U.S. 59 Highway funding is in peril
By Scott Rothschild
TOPEKA -- A federal funding shortfall could jeopardize reconstruction of U.S. Highway 59 from Lawrence to Ottawa, officials said today.
State and federal officials sounded the alarm about a projected $4.3 billion shortfall in the federal highway fund, which if not addressed, could result in a cut of $130 million to $150 million to Kansas for road projects.
If the cuts occurred, "without question it is going to delay some projects or eliminate some projects," Kansas Transportation Secretary Deb Miller said.
Miller said no decisions have been made on what would be cut, but she included a list of projects that would be let during the budget cycle that starts in October 2008, saying those would be up for consideration.

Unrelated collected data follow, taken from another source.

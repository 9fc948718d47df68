//! Error types for the HTTP server.

use crate::config::ConfigError;
use axum::http::StatusCode;
use axum::response::{IntoResponse, Response};
use axum::Json;
use campushare_core::{CoreError, TokenError};
use serde_json::json;
use thiserror::Error;
use tracing::error;

/// Result type for request handlers.
pub type ApiResult<T> = Result<T, ApiError>;

/// Result type for starting and running the server.
pub type ServerResult<T> = Result<T, ServerError>;

/// An error returned to an HTTP client.
///
/// Rendered as `{"error": {"code": "...", "message": "..."}}`.
#[derive(Debug, Error)]
pub enum ApiError {
    /// A service refused or failed the request.
    #[error(transparent)]
    Core(#[from] CoreError),

    /// The request could not be decoded.
    #[error("{0}")]
    BadRequest(String),
}

impl ApiError {
    /// Creates a bad request error.
    pub fn bad_request(message: impl Into<String>) -> Self {
        Self::BadRequest(message.into())
    }

    /// HTTP status for this error.
    pub fn status(&self) -> StatusCode {
        match self {
            ApiError::BadRequest(_) => StatusCode::BAD_REQUEST,
            ApiError::Core(err) => match err {
                CoreError::Validation { .. } => StatusCode::BAD_REQUEST,
                CoreError::Unauthenticated
                | CoreError::InvalidCredentials
                | CoreError::Token(_) => StatusCode::UNAUTHORIZED,
                CoreError::PermissionDenied { .. } | CoreError::AccountBanned => {
                    StatusCode::FORBIDDEN
                }
                CoreError::NotFound { .. } => StatusCode::NOT_FOUND,
                CoreError::AlreadyExists { .. } | CoreError::Conflict { .. } => {
                    StatusCode::CONFLICT
                }
                CoreError::WorkerPool { .. }
                | CoreError::Password { .. }
                | CoreError::Database(_)
                | CoreError::Migration { .. } => StatusCode::INTERNAL_SERVER_ERROR,
            },
        }
    }

    /// Stable machine-readable code.
    pub fn code(&self) -> &'static str {
        match self {
            ApiError::BadRequest(_) => "bad_request",
            ApiError::Core(err) => match err {
                CoreError::NotFound { .. } => "not_found",
                CoreError::AlreadyExists { .. } => "already_exists",
                CoreError::Validation { .. } => "validation_failed",
                CoreError::PermissionDenied { .. } => "permission_denied",
                CoreError::Unauthenticated => "unauthenticated",
                CoreError::InvalidCredentials => "invalid_credentials",
                CoreError::AccountBanned => "account_banned",
                CoreError::Conflict { .. } => "conflict",
                CoreError::Token(TokenError::Expired) => "token_expired",
                CoreError::Token(_) => "invalid_token",
                CoreError::WorkerPool { .. }
                | CoreError::Password { .. }
                | CoreError::Database(_)
                | CoreError::Migration { .. } => "internal_error",
            },
        }
    }
}

impl From<TokenError> for ApiError {
    fn from(err: TokenError) -> Self {
        ApiError::Core(err.into())
    }
}

impl IntoResponse for ApiError {
    fn into_response(self) -> Response {
        let status = self.status();
        let message = if status.is_server_error() {
            error!(error = %self, "request failed");
            status
                .canonical_reason()
                .unwrap_or("internal error")
                .to_ascii_lowercase()
        } else {
            self.to_string()
        };

        let body = json!({
            "error": {
                "code": self.code(),
                "message": message,
            }
        });
        (status, Json(body)).into_response()
    }
}

/// Errors that stop the server from starting or running.
#[derive(Debug, Error)]
pub enum ServerError {
    /// Invalid configuration.
    #[error("configuration error: {0}")]
    Config(#[from] ConfigError),

    /// Opening the database or migrating it failed.
    #[error("core error: {0}")]
    Core(#[from] CoreError),

    /// I/O error (binding the listener, serving).
    #[error("io error: {0}")]
    Io(#[from] std::io::Error),
}

#[cfg(test)]
mod tests {
    use super::*;
    use axum::body::to_bytes;
    use serde_json::Value;

    async fn render(err: ApiError) -> (StatusCode, Value) {
        let response = err.into_response();
        let status = response.status();
        let bytes = to_bytes(response.into_body(), usize::MAX).await.unwrap();
        (status, serde_json::from_slice(&bytes).unwrap())
    }

    #[test]
    fn status_mapping() {
        let cases = [
            (CoreError::validation("title", "empty"), StatusCode::BAD_REQUEST),
            (CoreError::Unauthenticated, StatusCode::UNAUTHORIZED),
            (CoreError::InvalidCredentials, StatusCode::UNAUTHORIZED),
            (TokenError::Expired.into(), StatusCode::UNAUTHORIZED),
            (CoreError::permission_denied("x"), StatusCode::FORBIDDEN),
            (CoreError::AccountBanned, StatusCode::FORBIDDEN),
            (CoreError::not_found("course", 1), StatusCode::NOT_FOUND),
            (CoreError::already_exists("user", "email"), StatusCode::CONFLICT),
            (CoreError::conflict("busy"), StatusCode::CONFLICT),
            (CoreError::migration("boom"), StatusCode::INTERNAL_SERVER_ERROR),
        ];
        for (err, status) in cases {
            assert_eq!(ApiError::from(err).status(), status);
        }
    }

    #[tokio::test]
    async fn client_errors_keep_their_message() {
        let (status, body) = render(CoreError::not_found("resource", 7).into()).await;
        assert_eq!(status, StatusCode::NOT_FOUND);
        assert_eq!(body["error"]["code"], "not_found");
        assert_eq!(body["error"]["message"], "resource 7 not found");
    }

    #[tokio::test]
    async fn server_errors_hide_details() {
        let (status, body) = render(CoreError::migration("table users is corrupt").into()).await;
        assert_eq!(status, StatusCode::INTERNAL_SERVER_ERROR);
        assert_eq!(body["error"]["code"], "internal_error");
        assert_eq!(body["error"]["message"], "internal server error");
    }

    #[tokio::test]
    async fn expired_tokens_have_their_own_code() {
        let (_, body) = render(TokenError::Expired.into()).await;
        assert_eq!(body["error"]["code"], "token_expired");
    }
}
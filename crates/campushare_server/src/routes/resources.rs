//! Shared resources, their ratings and favorites.

use super::{PageQuery, ScoreBody};
use crate::error::ApiResult;
use crate::extract::{AuthUser, IdParam, JsonBody, MaybeUser, Params};
use crate::state::AppState;
use axum::extract::State;
use axum::http::StatusCode;
use axum::Json;
use campushare_core::models::{
    NewResource, Rating, RatingSummary, Resource, ResourceFilter, ResourceSort, UpdateResource,
};
use campushare_core::{
    CourseId, Page, PageRequest, RatingTarget, ResourceKind, ResourceStatus, UserId,
};
use serde::{Deserialize, Serialize};
use serde_json::{json, Value};

#[derive(Debug, Deserialize)]
pub(super) struct ResourceQuery {
    page: Option<u32>,
    page_size: Option<u32>,
    course_id: Option<CourseId>,
    uploader_id: Option<UserId>,
    kind: Option<ResourceKind>,
    status: Option<ResourceStatus>,
    keyword: Option<String>,
    #[serde(default)]
    sort: ResourceSort,
}

/// A resource plus what the caller has done with it.
#[derive(Debug, Serialize)]
pub(super) struct ResourceDetail {
    #[serde(flatten)]
    resource: Resource,
    #[serde(skip_serializing_if = "Option::is_none")]
    favorited: Option<bool>,
    #[serde(skip_serializing_if = "Option::is_none")]
    my_rating: Option<i64>,
}

pub(super) async fn list(
    State(state): State<AppState>,
    viewer: MaybeUser,
    Params(query): Params<ResourceQuery>,
) -> ApiResult<Json<Page<Resource>>> {
    let filter = ResourceFilter {
        course_id: query.course_id,
        uploader_id: query.uploader_id,
        kind: query.kind,
        status: query.status,
        keyword: query.keyword,
        sort: query.sort,
    };
    let page = PageRequest::new(query.page, query.page_size);
    let viewer = viewer.actor();
    Ok(Json(
        state
            .services
            .resources
            .list(viewer.as_ref(), &filter, page)
            .await?,
    ))
}

pub(super) async fn create(
    State(state): State<AppState>,
    user: AuthUser,
    JsonBody(input): JsonBody<NewResource>,
) -> ApiResult<(StatusCode, Json<Resource>)> {
    let resource = state.services.resources.create(&user.actor(), input).await?;
    Ok((StatusCode::CREATED, Json(resource)))
}

/// Returns a resource and counts the view in the background.
pub(super) async fn get(
    State(state): State<AppState>,
    viewer: MaybeUser,
    IdParam(id): IdParam,
) -> ApiResult<Json<ResourceDetail>> {
    let actor = viewer.actor();
    let resource = state.services.resources.get(actor.as_ref(), id).await?;

    let (favorited, my_rating) = match actor {
        Some(actor) => {
            let favorited = state
                .services
                .favorites
                .is_favorite(actor.user_id, id)
                .await?;
            let rating = state
                .services
                .ratings
                .get_mine(&actor, RatingTarget::Resource(id))
                .await?;
            (Some(favorited), rating.map(|r| r.score))
        }
        None => (None, None),
    };

    if resource.is_approved() {
        state.record_view(id);
    }
    Ok(Json(ResourceDetail {
        resource,
        favorited,
        my_rating,
    }))
}

pub(super) async fn update(
    State(state): State<AppState>,
    user: AuthUser,
    IdParam(id): IdParam,
    JsonBody(update): JsonBody<UpdateResource>,
) -> ApiResult<Json<Resource>> {
    Ok(Json(
        state
            .services
            .resources
            .update(&user.actor(), id, update)
            .await?,
    ))
}

pub(super) async fn delete(
    State(state): State<AppState>,
    user: AuthUser,
    IdParam(id): IdParam,
) -> ApiResult<StatusCode> {
    state.services.resources.delete(&user.actor(), id).await?;
    Ok(StatusCode::NO_CONTENT)
}

/// Returns the file URL and counts the download in the background.
pub(super) async fn download(
    State(state): State<AppState>,
    viewer: MaybeUser,
    IdParam(id): IdParam,
) -> ApiResult<Json<Value>> {
    let viewer = viewer.actor();
    let url = state
        .services
        .resources
        .download_url(viewer.as_ref(), id)
        .await?;
    state.record_download(id);
    Ok(Json(json!({ "url": url })))
}

pub(super) async fn rate(
    State(state): State<AppState>,
    user: AuthUser,
    IdParam(id): IdParam,
    JsonBody(body): JsonBody<ScoreBody>,
) -> ApiResult<Json<RatingSummary>> {
    Ok(Json(
        state
            .services
            .ratings
            .rate(&user.actor(), RatingTarget::Resource(id), body.score)
            .await?,
    ))
}

pub(super) async fn unrate(
    State(state): State<AppState>,
    user: AuthUser,
    IdParam(id): IdParam,
) -> ApiResult<StatusCode> {
    state
        .services
        .ratings
        .remove(&user.actor(), RatingTarget::Resource(id))
        .await?;
    Ok(StatusCode::NO_CONTENT)
}

pub(super) async fn ratings(
    State(state): State<AppState>,
    IdParam(id): IdParam,
    Params(query): Params<PageQuery>,
) -> ApiResult<Json<Page<Rating>>> {
    // Ratings of hidden resources stay hidden.
    state.services.resources.get(None, id).await?;
    Ok(Json(
        state
            .services
            .ratings
            .list(RatingTarget::Resource(id), query.request())
            .await?,
    ))
}

pub(super) async fn favorite(
    State(state): State<AppState>,
    user: AuthUser,
    IdParam(id): IdParam,
) -> ApiResult<Json<Value>> {
    let added = state.services.favorites.add(&user.actor(), id).await?;
    Ok(Json(json!({ "favorited": true, "added": added })))
}

pub(super) async fn unfavorite(
    State(state): State<AppState>,
    user: AuthUser,
    IdParam(id): IdParam,
) -> ApiResult<StatusCode> {
    state.services.favorites.remove(&user.actor(), id).await?;
    Ok(StatusCode::NO_CONTENT)
}
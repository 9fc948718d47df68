//! Error types for CampuShare core.

use crate::auth::TokenError;
use thiserror::Error;

/// Result type for core operations.
pub type CoreResult<T> = Result<T, CoreError>;

/// Errors that can occur in CampuShare core operations.
#[derive(Debug, Error)]
pub enum CoreError {
    /// A row that was looked up does not exist (or is not visible to the caller).
    #[error("{entity} {id} not found")]
    NotFound {
        /// Kind of entity ("user", "course", ...).
        entity: &'static str,
        /// The id that was looked up.
        id: i64,
    },

    /// A unique field is already taken.
    #[error("{entity} with this {field} already exists")]
    AlreadyExists {
        /// Kind of entity.
        entity: &'static str,
        /// The field that collided.
        field: &'static str,
    },

    /// Input failed validation.
    #[error("invalid {field}: {message}")]
    Validation {
        /// The offending field.
        field: &'static str,
        /// What is wrong with it.
        message: String,
    },

    /// The actor lacks the permission for an action.
    #[error("permission denied: {action}")]
    PermissionDenied {
        /// The action that was refused.
        action: String,
    },

    /// No (valid) credentials were presented.
    #[error("authentication required")]
    Unauthenticated,

    /// Account/password pair did not match.
    #[error("invalid account or password")]
    InvalidCredentials,

    /// The account exists but is banned.
    #[error("account is banned")]
    AccountBanned,

    /// The operation conflicts with the current state.
    #[error("conflict: {message}")]
    Conflict {
        /// Description of the conflict.
        message: String,
    },

    /// Token could not be issued or verified.
    #[error("token error: {0}")]
    Token(#[from] TokenError),

    /// Password hashing failed.
    #[error("password error: {message}")]
    Password {
        /// Description of the failure.
        message: String,
    },

    /// Database error.
    #[error("database error: {0}")]
    Database(#[from] sqlx::Error),

    /// Migration failed.
    #[error("migration failed: {message}")]
    Migration {
        /// Description of the failure.
        message: String,
    },

    /// The worker pool refused a job.
    #[error("worker pool: {message}")]
    WorkerPool {
        /// Why the job was refused.
        message: String,
    },
}

impl CoreError {
    /// Creates a not found error.
    pub fn not_found(entity: &'static str, id: i64) -> Self {
        Self::NotFound { entity, id }
    }

    /// Creates an already exists error.
    pub fn already_exists(entity: &'static str, field: &'static str) -> Self {
        Self::AlreadyExists { entity, field }
    }

    /// Creates a validation error.
    pub fn validation(field: &'static str, message: impl Into<String>) -> Self {
        Self::Validation {
            field,
            message: message.into(),
        }
    }

    /// Creates a permission denied error.
    pub fn permission_denied(action: impl Into<String>) -> Self {
        Self::PermissionDenied {
            action: action.into(),
        }
    }

    /// Creates a conflict error.
    pub fn conflict(message: impl Into<String>) -> Self {
        Self::Conflict {
            message: message.into(),
        }
    }

    /// Creates a password error.
    pub fn password(message: impl Into<String>) -> Self {
        Self::Password {
            message: message.into(),
        }
    }

    /// Creates a migration error.
    pub fn migration(message: impl Into<String>) -> Self {
        Self::Migration {
            message: message.into(),
        }
    }

    /// Creates a worker pool error.
    pub fn worker_pool(message: impl Into<String>) -> Self {
        Self::WorkerPool {
            message: message.into(),
        }
    }

    /// Returns true if this is caused by the caller (4xx).
    pub fn is_client_error(&self) -> bool {
        matches!(
            self,
            CoreError::NotFound { .. }
                | CoreError::AlreadyExists { .. }
                | CoreError::Validation { .. }
                | CoreError::PermissionDenied { .. }
                | CoreError::Unauthenticated
                | CoreError::InvalidCredentials
                | CoreError::AccountBanned
                | CoreError::Conflict { .. }
                | CoreError::Token(_)
        )
    }

    /// Returns true if this is an internal failure (5xx).
    pub fn is_server_error(&self) -> bool {
        !self.is_client_error()
    }

    /// Returns true if the underlying database error is a UNIQUE violation.
    pub fn is_unique_violation(&self) -> bool {
        match self {
            CoreError::Database(sqlx::Error::Database(err)) => err.is_unique_violation(),
            _ => false,
        }
    }
}

#[cfg(test)]
mod tests {
    use super::*;

    #[test]
    fn error_classification() {
        assert!(CoreError::not_found("course", 3).is_client_error());
        assert!(CoreError::InvalidCredentials.is_client_error());
        assert!(CoreError::Token(TokenError::Expired).is_client_error());
        assert!(CoreError::migration("boom").is_server_error());
        assert!(CoreError::worker_pool("full").is_server_error());
        assert!(!CoreError::validation("title", "empty").is_server_error());
    }

    #[test]
    fn error_display() {
        let err = CoreError::not_found("resource", 42);
        assert_eq!(err.to_string(), "resource 42 not found");

        let err = CoreError::already_exists("user", "email");
        assert_eq!(err.to_string(), "user with this email already exists");

        let err = CoreError::validation("score", "must be between 1 and 5");
        assert!(err.to_string().contains("score"));
    }

    #[test]
    fn non_database_error_is_not_unique_violation() {
        assert!(!CoreError::conflict("x").is_unique_violation());
        assert!(!CoreError::Database(sqlx::Error::RowNotFound).is_unique_violation());
    }
}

That list included $110 million for widening and other improvements to U.S. 59 in Douglas and Franklin counties.
The list also included $4.5 million for research and development of advanced vehicle technology concepts at Kansas University, and $400,000 for a bike and pedestrian path along K-10 between Douglas and Johnson counties.
The funding problem is attributed to a slump in sales tax revenue from heavy truck sales which feeds into the highway fund, according to Peter J. "Jack" Basso, director of management and business development for the American Association of State Highway and Transportation Officials.
Basso said an increase in the motor vehicle fuels tax to bridge the shortfall is politically impossible.
But the Senate Finance Committee has approved a stopgap measure to shore up the highway fund. That includes increasing enforcement of fuel tax evasion, dipping into the federal general fund and getting credit for monies spent on emergency relief operations.
But Basso said President Bush opposes the measure, saying that highway officials should consider more toll roads and public-private partnerships as alternative ways to finance projects.
Basso urged state officials to contact their congressional representatives and ask them to work on the problem.
"It's going to take some real grassroots effort," he said.